* _TASK DESCRIPTION_:
Return the data below exactly, stopping after the line with "pub enum PrepareError".
** Opening DATASET RECORDS block **
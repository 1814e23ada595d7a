use super::config::ConfigError;
use crate::charmm::patch::PatchError;
use crate::core::io::crd::CrdError;
use crate::core::io::pdb::PdbError;
use crate::drivers::process::DriverError;
use crate::segments::classifier::ClassificationError;
use crate::segments::export::ExportError;
use std::path::PathBuf;
use thiserror::Error;

#[derive(Debug, Error)]
pub enum PrepareError {
    #[error("Input file not found: {0}")]
    InputNotFound(PathBuf),

    #[error("Unknown ligand (file) name error with name: '{0}'")]
    InvalidLigandName(String),

    #[error("Unsupported structure file extension '{0}' (expected pdb or crd)")]
    UnsupportedFormat(String),

    #[error("Failed to read structure '{path}': {source}")]
    Pdb {
        path: PathBuf,
        #[source]
        source: PdbError,
    },

    #[error("Failed to read structure '{path}': {source}")]
    Crd {
        path: PathBuf,
        #[source]
        source: CrdError,
    },

    #[error("Segment classification failed: {source}")]
    Classification {
        #[from]
        source: ClassificationError,
    },

    #[error("CRD export failed: {source}")]
    Export {
        #[from]
        source: ExportError,
    },

    #[error("Failed to write atom table '{path}': {source}")]
    AtomTable {
        path: PathBuf,
        #[source]
        source: csv::Error,
    },

    #[error("External tool failed: {source}")]
    Driver {
        #[from]
        source: DriverError,
    },

    #[error("Stream/log file not found: {0}")]
    TopparNotFound(PathBuf),

    #[error("Template patching failed: {source}")]
    Patch {
        #[from]
        source: PatchError,
    },

    #[error("Invalid configuration: {source}")]
    Config {
        #[from]
        source: ConfigError,
    },

    #[error("File I/O error for '{path}': {source}")]
    Io {
        path: PathBuf,
        #[source]
        source: std::io::Error,
    },
}

impl PrepareError {
    pub(crate) fn io(path: impl Into<PathBuf>) -> impl FnOnce(std::io::Error) -> Self {
        let path = path.into();
        move |source| PrepareError::Io { path, source }
    }
}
** Closing DATASET RECORDS block **
* _THE COMPLETED TASK_:
repository 1814e23ada595d7a
use super::config::ConfigError;
use crate::charmm::patch::PatchError;
use crate::core::io::crd::CrdError;
use crate::core::io::pdb::PdbError;
use crate::drivers::process::DriverError;
use crate::segments::classifier::ClassificationError;
use crate::segments::export::ExportError;
use std::path::PathBuf;
use thiserror::Error;

#[derive(Debug, Error)]
pub enum PrepareError {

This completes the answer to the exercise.